November 25, 2024

At 21-16, the Texas Rangers are first in the AL West standings, but it hasn’t been an easy stroll so far. They have an entire rotation of quality starting pitchers on the injured list, and while their offense has remained relatively intact, it has not yet been at full strength. Third baseman Josh Jung had wrist surgery in early April, first baseman Nathaniel Lowe missed the first three weeks of the season with a sore oblique, and shortstop Corey Seager has started slow after a sports hernia surgery in January kept him out for most of spring training. And on Monday, rookie Wyatt Langford, a first-round pick last June who rocketed to the majors to start this season, landed on the IL with a right hamstring strain, retroactive to Sunday. He’s expected to miss three to four weeks, which should keep him out until the end of the month.
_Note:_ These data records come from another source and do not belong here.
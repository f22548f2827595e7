use chrono::{DateTime, Utc};
use sandcall_messaging::{QualifiedFunctionCallArgs, ResultCache};

/// One outstanding plugin function call.
#[derive(Debug, Clone)]
pub struct Call {
    /// Origin that issued the call.
    pub caller: String,
    pub args: QualifiedFunctionCallArgs,
    pub start_time: DateTime<Utc>,
    /// Cache snapshot the frame was last dispatched with.
    pub result_cache: Option<Vec<ResultCache>>,
}

impl Call {
    pub fn new(caller: impl Into<String>, args: QualifiedFunctionCallArgs) -> Self {
        Self {
            caller: caller.into(),
            args,
            start_time: Utc::now(),
            result_cache: None,
        }
    }

    pub fn elapsed_ms(&self) -> i64 {
        (Utc::now() - self.start_time).num_milliseconds()
    }
}

/// LIFO stack of outstanding calls. The bottom frame is the root call made
/// by the application; the top frame is the one currently executing.
#[derive(Debug, Default)]
pub struct CallStack {
    calls: Vec<Call>,
}

impl CallStack {
    pub fn new() -> Self {
        Self::default()
    }

    pub fn push(&mut self, call: Call) {
        tracing::debug!(
            call = %call.args,
            caller = %call.caller,
            depth = self.calls.len() + 1,
            "Call pushed"
        );
        self.calls.push(call);
    }

    pub fn pop(&mut self) -> Option<Call> {
        let call = self.calls.pop()?;
        tracing::debug!(
            call = %call.args,
            elapsed_ms = call.elapsed_ms(),
            depth = self.calls.len(),
            "Call popped"
        );
        Some(call)
    }

    /// The frame `depth` places below the top; `peek(0)` is the top.
    pub fn peek(&self, depth: usize) -> Option<&Call> {
        let index = self.calls.len().checked_sub(depth)?.checked_sub(1)?;
        self.calls.get(index)
    }

    pub fn peek_mut(&mut self, depth: usize) -> Option<&mut Call> {
        let index = self.calls.len().checked_sub(depth)?.checked_sub(1)?;
        self.calls.get_mut(index)
    }

    /// The frame `height` places above the bottom; `peek_bottom(0)` is the root call.
    pub fn peek_bottom(&self, height: usize) -> Option<&Call> {
        self.calls.get(height)
    }

    pub fn is_empty(&self) -> bool {
        self.calls.is_empty()
    }

    pub fn len(&self) -> usize {
        self.calls.len()
    }

    pub fn reset(&mut self) {
        self.calls.clear();
    }
}
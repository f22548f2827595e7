use serde::{Deserialize, Serialize};
use serde_json::{Map, Value};
use sha2::{Digest, Sha256};

use crate::args::QualifiedFunctionCallArgs;

/// An error returned by a plugin in place of a result.
///
/// On the wire this is any object with a string `errorType` and an object
/// `val`. Only `"recoverable"` errors can be handled by a calling plugin;
/// every other error type aborts the whole call chain.
#[derive(Debug, Clone, PartialEq, Serialize, Deserialize)]
pub struct ErrorResult {
    #[serde(rename = "errorType")]
    pub error_type: String,
    pub val: Map<String, Value>,
}

impl ErrorResult {
    pub const UNRECOVERABLE: &'static str = "unrecoverable";
    pub const RECOVERABLE: &'static str = "recoverable";

    pub fn new(error_type: &str, message: impl Into<String>) -> Self {
        let mut val = Map::new();
        val.insert("message".into(), Value::String(message.into()));
        Self {
            error_type: error_type.to_string(),
            val,
        }
    }

    pub fn unrecoverable(message: impl Into<String>) -> Self {
        Self::new(Self::UNRECOVERABLE, message)
    }

    pub fn recoverable(message: impl Into<String>) -> Self {
        Self::new(Self::RECOVERABLE, message)
    }

    pub fn is_recoverable(&self) -> bool {
        self.error_type == Self::RECOVERABLE
    }

    pub fn message(&self) -> Option<&str> {
        self.val.get("message").and_then(Value::as_str)
    }

    /// Parse `value` as an error result, if it is one.
    pub fn from_value(value: &Value) -> Option<Self> {
        if !is_error_result(value) {
            return None;
        }
        serde_json::from_value(value.clone()).ok()
    }

    pub fn to_value(&self) -> Value {
        let mut object = Map::new();
        object.insert("errorType".into(), Value::String(self.error_type.clone()));
        object.insert("val".into(), Value::Object(self.val.clone()));
        Value::Object(object)
    }
}

impl From<ErrorResult> for Value {
    fn from(error: ErrorResult) -> Self {
        error.to_value()
    }
}

/// True iff `result` is an object with a string `errorType` and an object `val`.
pub fn is_error_result(result: &Value) -> bool {
    result.get("errorType").is_some_and(Value::is_string)
        && result.get("val").is_some_and(Value::is_object)
}

/// A memoized sub-call result, visible only to plugins of `allowed_service`.
///
/// When a nested call resolves while its caller is still on the stack, the
/// result is recorded here so the caller can be re-invoked and replay the
/// sub-call without executing it again.
#[derive(Debug, Clone, PartialEq, Serialize, Deserialize)]
#[serde(rename_all = "camelCase")]
pub struct ResultCache {
    pub allowed_service: String,
    pub call_service: String,
    pub call_plugin: String,
    #[serde(default, skip_serializing_if = "Option::is_none")]
    pub call_intf: Option<String>,
    pub call_method: String,
    pub args_json: String,
    pub result: Value,
}

impl ResultCache {
    pub fn new(
        allowed_service: impl Into<String>,
        call: &QualifiedFunctionCallArgs,
        result: Value,
    ) -> Self {
        Self {
            allowed_service: allowed_service.into(),
            call_service: call.service.clone(),
            call_plugin: call.plugin.clone(),
            call_intf: call.intf.clone(),
            call_method: call.method.clone(),
            args_json: call.params_json(),
            result,
        }
    }

    /// Whether this entry memoizes exactly `call`.
    pub fn answers(&self, call: &QualifiedFunctionCallArgs) -> bool {
        self.call_service == call.service
            && self.call_plugin == call.plugin
            && self.call_intf == call.intf
            && self.call_method == call.method
            && self.args_json == call.params_json()
    }

    /// SHA-256 over everything except the result. Two entries with the same
    /// identity memoize the same call for the same audience.
    pub fn identity(&self) -> String {
        let mut hasher = Sha256::new();
        for part in [
            self.allowed_service.as_str(),
            self.call_service.as_str(),
            self.call_plugin.as_str(),
            self.call_intf.as_deref().unwrap_or(""),
            self.call_method.as_str(),
            self.args_json.as_str(),
        ] {
            hasher.update(part.as_bytes());
            hasher.update([0u8]);
        }
        hex::encode(hasher.finalize())
    }
}

/// A side-effecting action a plugin wants submitted once the whole call
/// chain succeeds.
#[derive(Debug, Clone, PartialEq, Eq, Serialize, Deserialize)]
pub struct AddableAction {
    pub service: String,
    pub action: String,
    #[serde(with = "hex_bytes")]
    pub args: Vec<u8>,
}

impl AddableAction {
    pub fn new(service: impl Into<String>, action: impl Into<String>, args: Vec<u8>) -> Self {
        Self {
            service: service.into(),
            action: action.into(),
            args,
        }
    }
}

mod hex_bytes {
    use serde::{Deserialize, Deserializer, Serializer};

    pub fn serialize<S: Serializer>(bytes: &[u8], serializer: S) -> Result<S::Ok, S::Error> {
        serializer.serialize_str(&hex::encode(bytes))
    }

    pub fn deserialize<'de, D: Deserializer<'de>>(deserializer: D) -> Result<Vec<u8>, D::Error> {
        let encoded = String::deserialize(deserializer)?;
        hex::decode(&encoded).map_err(serde::de::Error::custom)
    }
}
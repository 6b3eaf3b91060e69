//! Article-to-image association.
//!
//! Resolution order, first hit wins:
//!
//! 1. exact key
//! 2. numbered variants `<slug>-1` .. `<slug>-4`
//! 3. longest key that is a prefix of the slug
//! 4. token-overlap score, accepted at [`MIN_FUZZY_SCORE`] or above
//!
//! Ties in steps 3 and 4 go to the lexicographically smallest key.

use std::collections::BTreeSet;
use std::path::{Path, PathBuf};

use super::index::ImageIndex;

/// Numbered variants tried after the exact key
pub const SUFFIX_VARIANTS: std::ops::RangeInclusive<u32> = 1..=4;

/// Tokens shorter than this are connector words and ignored by scoring
pub const MIN_TOKEN_LEN: usize = 3;

/// Lowest fuzzy score accepted as a match
pub const MIN_FUZZY_SCORE: i64 = 12;

const COMMON_TOKEN_WEIGHT: i64 = 10;
const FIRST_TOKEN_BONUS: i64 = 3;
const SECOND_TOKEN_BONUS: i64 = 2;

/// Which rule produced a match
#[derive(Debug, Clone, Copy, PartialEq, Eq)]
pub enum MatchKind {
    Exact,
    Suffix(u32),
    Prefix,
    Fuzzy(i64),
}

/// A resolved image for an article slug
#[derive(Debug, Clone, PartialEq, Eq)]
pub struct ImageMatch<'a> {
    pub key: &'a str,
    pub path: &'a Path,
    pub kind: MatchKind,
}

/// Find the best image for `slug`, returning only the path
pub fn match_image<'a>(index: &'a ImageIndex, slug: &str) -> Option<&'a Path> {
    find_match(index, slug).map(|m| m.path)
}

/// Find the best image for `slug` along with the rule that matched
pub fn find_match<'a>(index: &'a ImageIndex, slug: &str) -> Option<ImageMatch<'a>> {
    if slug.is_empty() {
        return None;
    }

    exact(index, slug)
        .or_else(|| suffix_variant(index, slug))
        .or_else(|| longest_prefix(index, slug))
        .or_else(|| best_token_overlap(index, slug))
}

fn first_candidate<'a>(
    key: &'a str,
    paths: &'a [PathBuf],
    kind: MatchKind,
) -> Option<ImageMatch<'a>> {
    paths.first().map(|path| ImageMatch {
        key,
        path: path.as_path(),
        kind,
    })
}

fn exact<'a>(index: &'a ImageIndex, slug: &str) -> Option<ImageMatch<'a>> {
    index
        .get_entry(slug)
        .and_then(|(key, paths)| first_candidate(key, paths, MatchKind::Exact))
}

fn suffix_variant<'a>(index: &'a ImageIndex, slug: &str) -> Option<ImageMatch<'a>> {
    SUFFIX_VARIANTS.into_iter().find_map(|n| {
        index
            .get_entry(&format!("{}-{}", slug, n))
            .and_then(|(key, paths)| first_candidate(key, paths, MatchKind::Suffix(n)))
    })
}

fn longest_prefix<'a>(index: &'a ImageIndex, slug: &str) -> Option<ImageMatch<'a>> {
    let mut best: Option<(&'a str, &'a [PathBuf])> = None;

    for (key, paths) in index.iter() {
        if key.is_empty() || !slug.starts_with(key) {
            continue;
        }
        if best.map_or(true, |(current, _)| key.len() > current.len()) {
            best = Some((key, paths));
        }
    }

    best.and_then(|(key, paths)| first_candidate(key, paths, MatchKind::Prefix))
}

fn best_token_overlap<'a>(index: &'a ImageIndex, slug: &str) -> Option<ImageMatch<'a>> {
    let mut best: Option<(i64, &'a str, &'a [PathBuf])> = None;

    for (key, paths) in index.iter() {
        let Some(score) = token_score(slug, key) else {
            continue;
        };
        if best.map_or(true, |(current, _, _)| score > current) {
            best = Some((score, key, paths));
        }
    }

    match best {
        Some((score, key, paths)) if score >= MIN_FUZZY_SCORE => {
            first_candidate(key, paths, MatchKind::Fuzzy(score))
        }
        _ => None,
    }
}

fn tokens(slug: &str) -> Vec<&str> {
    slug.split('-')
        .filter(|t| t.chars().count() >= MIN_TOKEN_LEN)
        .collect()
}

/// Token-overlap score between an article slug and an image key.
///
/// `10 * common - |count difference| + 3 (first tokens equal) + 2 (second tokens equal)`,
/// over hyphen-separated tokens of at least [`MIN_TOKEN_LEN`] characters.
/// Returns `None` when the two share no token.
pub fn token_score(slug: &str, key: &str) -> Option<i64> {
    let slug_tokens = tokens(slug);
    let key_tokens = tokens(key);

    let slug_set: BTreeSet<&str> = slug_tokens.iter().copied().collect();
    let key_set: BTreeSet<&str> = key_tokens.iter().copied().collect();
    let common = slug_set.intersection(&key_set).count() as i64;
    if common == 0 {
        return None;
    }

    let count_diff = (slug_tokens.len() as i64 - key_tokens.len() as i64).abs();
    let mut score = COMMON_TOKEN_WEIGHT * common - count_diff;

    if slug_tokens.first() == key_tokens.first() {
        score += FIRST_TOKEN_BONUS;
    }
    if slug_tokens.len() > 1 && slug_tokens.get(1) == key_tokens.get(1) {
        score += SECOND_TOKEN_BONUS;
    }

    Some(score)
}
//! Filesystem-safe names for published images.

use std::path::Path;

use sha2::{Digest, Sha256};

/// Default character budget for the slug part of a generated file name
pub const DEFAULT_MAX_SLUG_CHARS: usize = 60;

/// Extension used when the source file has none
const DEFAULT_EXTENSION: &str = "png";

/// Length of the hex hash suffix
const HASH_HEX_CHARS: usize = 8;

/// First 8 hex chars of SHA256(slug)
pub fn slug_hash(slug: &str) -> String {
    let digest = Sha256::digest(slug.as_bytes());
    hex::encode(&digest[..4])
}

/// Bounded, collision-resistant image file name for `slug`.
///
/// The slug is cut to `max_chars` characters and suffixed with the hash of
/// the full slug, so slugs sharing a long prefix still get distinct names.
/// The source extension is kept, lower-cased.
pub fn safe_image_name(slug: &str, max_chars: usize, source: &Path) -> String {
    let truncated: String = slug.chars().take(max_chars).collect();
    let stem = truncated.trim_end_matches('-');

    let extension = source
        .extension()
        .and_then(|e| e.to_str())
        .map(str::to_ascii_lowercase)
        .unwrap_or_else(|| DEFAULT_EXTENSION.to_string());

    if stem.is_empty() {
        format!("{}.{}", slug_hash(slug), extension)
    } else {
        format!("{}-{}.{}", stem, slug_hash(slug), extension)
    }
}

/// Whether `file_name` has the shape produced by [`safe_image_name`]:
/// `<stem>-<8 lowercase hex>.<ext>` or `<8 lowercase hex>.<ext>`.
pub fn is_generated_name(file_name: &str) -> bool {
    let Some((stem, extension)) = file_name.rsplit_once('.') else {
        return false;
    };
    if extension.is_empty() || extension.chars().any(|c| c.is_ascii_uppercase()) {
        return false;
    }

    let hash = match stem.rsplit_once('-') {
        Some((prefix, hash)) if !prefix.is_empty() => hash,
        Some(_) => return false,
        None => stem,
    };
    hash.len() == HASH_HEX_CHARS
        && hash
            .chars()
            .all(|c| c.is_ascii_digit() || matches!(c, 'a'..='f'))
}

#[cfg(test)]
mod tests {
    use super::*;

    #[test]
    fn test_slug_hash_is_stable_hex() {
        let a = slug_hash("kak-spat-luchshe");
        assert_eq!(a.len(), 8);
        assert!(a.chars().all(|c| c.is_ascii_hexdigit()));
        assert_eq!(a, slug_hash("kak-spat-luchshe"));
        assert_ne!(a, slug_hash("kak-spat-khuzhe"));
    }

    #[test]
    fn test_short_slug_kept_whole() {
        let name = safe_image_name("son", 60, Path::new("/raw/Son.PNG"));
        assert_eq!(name, format!("son-{}.png", slug_hash("son")));
    }

    #[test]
    fn test_truncated_slugs_stay_unique() {
        let a = "polza-sna-dlya-zdorovya-vzroslykh";
        let b = "polza-sna-dlya-zdorovya-detey";

        let name_a = safe_image_name(a, 20, Path::new("a.png"));
        let name_b = safe_image_name(b, 20, Path::new("b.png"));

        assert!(name_a.starts_with("polza-sna-dlya-zdoro-"));
        assert!(name_b.starts_with("polza-sna-dlya-zdoro-"));
        assert_ne!(name_a, name_b);
    }

    #[test]
    fn test_truncation_trims_dangling_hyphen() {
        let name = safe_image_name("abc-def", 4, Path::new("x.png"));
        assert_eq!(name, format!("abc-{}.png", slug_hash("abc-def")));
    }

    #[test]
    fn test_missing_extension_defaults_to_png() {
        let name = safe_image_name("son", 60, Path::new("/raw/son"));
        assert!(name.ends_with(".png"));
    }

    #[test]
    fn test_generated_names_are_recognized() {
        let slug = "kak-spat-luchshe";
        let name = safe_image_name(slug, 60, Path::new("/raw/x.PNG"));
        assert!(is_generated_name(&name));
        assert!(is_generated_name(&safe_image_name("", 60, Path::new("x.png"))));

        assert!(!is_generated_name("placeholder.png"));
        assert!(!is_generated_name("Cover.PNG"));
        assert!(!is_generated_name("son.png"));
        assert!(!is_generated_name("stale-0000.png"));
        assert!(!is_generated_name("stale-0A1B2C3D.png"));
        assert!(!is_generated_name("stale-0a1b2c3d"));
        assert!(!is_generated_name("-0a1b2c3d.png"));
    }
}
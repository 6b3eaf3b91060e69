//! Article document types emitted to the front-end.

use serde::{Deserialize, Serialize};

/// A structured article parsed from one text file.
///
/// Field order matches the JSON consumed by the feed front-end.
#[derive(Debug, Clone, Default, PartialEq, Eq, Serialize, Deserialize)]
#[serde(rename_all = "camelCase")]
pub struct Article {
    /// Article headline
    pub title: String,

    /// URL-safe identifier derived from the title
    pub slug: String,

    /// Author display name
    pub author_name: String,

    /// One-line author description
    pub author_bio: String,

    /// Feed category
    pub category: String,

    /// Short teaser shown in the feed
    pub annotation: String,

    /// Public URL of the cover image
    pub image_url: String,

    /// Alt text for the cover image (equal to the title)
    pub image_alt: String,

    /// Body blocks in source order
    pub content: Vec<ContentBlock>,

    /// Cited sources, verbatim
    pub sources: Vec<String>,
}

impl Article {
    /// Set title and the fields derived from it
    pub fn set_title(&mut self, title: impl Into<String>) {
        let title = title.into();
        self.slug = super::slugify(&title);
        self.image_alt = title.clone();
        self.title = title;
    }

    /// Number of body blocks
    pub fn block_count(&self) -> usize {
        self.content.len()
    }
}

/// One unit of article body content
#[derive(Debug, Clone, PartialEq, Eq, Serialize, Deserialize)]
#[serde(tag = "type", rename_all = "kebab-case")]
pub enum ContentBlock {
    /// Section heading (level 2) or subheading (level 3)
    Heading { level: u8, text: String },

    /// Plain paragraph
    Paragraph { text: String },

    /// Contiguous `* ` lines
    BulletList { items: Vec<String> },
}

impl ContentBlock {
    /// Level-2 heading
    pub fn heading(text: impl Into<String>) -> Self {
        Self::Heading {
            level: 2,
            text: text.into(),
        }
    }

    /// Level-3 heading
    pub fn subheading(text: impl Into<String>) -> Self {
        Self::Heading {
            level: 3,
            text: text.into(),
        }
    }

    pub fn paragraph(text: impl Into<String>) -> Self {
        Self::Paragraph { text: text.into() }
    }

    pub fn bullets(items: impl IntoIterator<Item = impl Into<String>>) -> Self {
        Self::BulletList {
            items: items.into_iter().map(Into::into).collect(),
        }
    }
}
//! Groq chat completions adapter (OpenAI-compatible API).

use anyhow::{Context, Result};
use async_trait::async_trait;
use serde::{Deserialize, Serialize};

use super::{ChatMessage, ChatProvider, Completion};

/// Default API root
pub const DEFAULT_BASE_URL: &str = "https://api.groq.com/openai/v1";

/// Default model; compound models run web search server-side
pub const DEFAULT_MODEL: &str = "groq/compound";

/// Groq API client
pub struct GroqClient {
    /// API key (bearer token)
    api_key: String,
    /// Model identifier
    model: String,
    /// API root, without trailing slash
    base_url: String,
    /// HTTP client
    client: reqwest::Client,
}

/// Request body for /chat/completions
#[derive(Debug, Serialize)]
struct CompletionRequest<'a> {
    model: &'a str,
    messages: &'a [ChatMessage],
}

/// Response from /chat/completions
#[derive(Debug, Deserialize)]
struct CompletionResponse {
    #[serde(default)]
    choices: Vec<Choice>,
}

#[derive(Debug, Deserialize)]
struct Choice {
    message: Completion,
}

impl GroqClient {
    /// Create a client for the default endpoint and model
    pub fn new(api_key: impl Into<String>) -> Self {
        Self::with_endpoint(api_key, DEFAULT_MODEL, DEFAULT_BASE_URL)
    }

    /// Create a client with a custom model and API root
    pub fn with_endpoint(
        api_key: impl Into<String>,
        model: impl Into<String>,
        base_url: impl Into<String>,
    ) -> Self {
        Self {
            api_key: api_key.into(),
            model: model.into(),
            base_url: base_url.into().trim_end_matches('/').to_string(),
            client: reqwest::Client::new(),
        }
    }

    /// Create from resolved settings; fails without an API key
    pub fn from_settings(settings: &crate::config::GroqSettings) -> Result<Self> {
        let api_key = settings
            .api_key
            .clone()
            .context("GROQ_API_KEY is not set")?;
        Ok(Self::with_endpoint(
            api_key,
            settings.model.clone(),
            settings.base_url.clone(),
        ))
    }

    pub fn model(&self) -> &str {
        &self.model
    }

    /// Build API URL
    fn api_url(&self, path: &str) -> String {
        format!("{}/{}", self.base_url, path)
    }
}

#[async_trait]
impl ChatProvider for GroqClient {
    fn name(&self) -> &str {
        "groq"
    }

    async fn complete(&self, messages: &[ChatMessage]) -> Result<Completion> {
        let url = self.api_url("chat/completions");

        let response = self
            .client
            .post(&url)
            .bearer_auth(&self.api_key)
            .json(&CompletionRequest {
                model: &self.model,
                messages,
            })
            .send()
            .await
            .context("Groq API call failed (HTTP)")?;

        if !response.status().is_success() {
            let status = response.status();
            let body = response.text().await.unwrap_or_default();
            anyhow::bail!("Groq API error: {} - {}", status, body);
        }

        let parsed: CompletionResponse = response
            .json()
            .await
            .context("Failed to parse Groq response")?;

        parsed
            .choices
            .into_iter()
            .next()
            .map(|choice| choice.message)
            .context("Groq response contained no choices")
    }
}
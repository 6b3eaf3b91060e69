//! Article model and the text-to-article pipeline.
//!
//! # Flow
//!
//! ```text
//! bytes ─ decode ─> text ─ split_lines ─> lines ─ parse ─> Article
//! ```
//!
//! - `decode`: encoding fallback chain (UTF-8 with signature, UTF-8, Windows-1251, lossy)
//! - `parser`: label-driven line parser
//! - `slug`: normalization and slug generation
//! - `types`: `Article` and `ContentBlock`

pub mod decode;
pub mod parser;
pub mod slug;
pub mod types;

pub use decode::{decode_text, TextEncoding};
pub use parser::{parse, parse_document, split_lines, Label};
pub use slug::{normalize, slugify};
pub use types::{Article, ContentBlock};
Langford started Saturday’s game, a 15-4 win over the Royals, in left field but was removed in the fifth inning with what was initially diagnosed as hamstring tightness; an MRI later revealed the strain. Texas called up infielder Jonathan Ornelas from Triple-A Round Rock to fill out the 26-man roster.

Mired in a 1-for-15 slump following his first major league homer, an inside-the-parker on April 28, Langford has a brutal 68 wRC+ over his first 31 big league games. Things were bad enough that it was fair to wonder if the Rangers would temporarily send him to the minors to work things out — as the Orioles did recently with Jackson Holliday — but despite Langford’s woes, Texas doesn’t exactly have a better option than him for its lineup.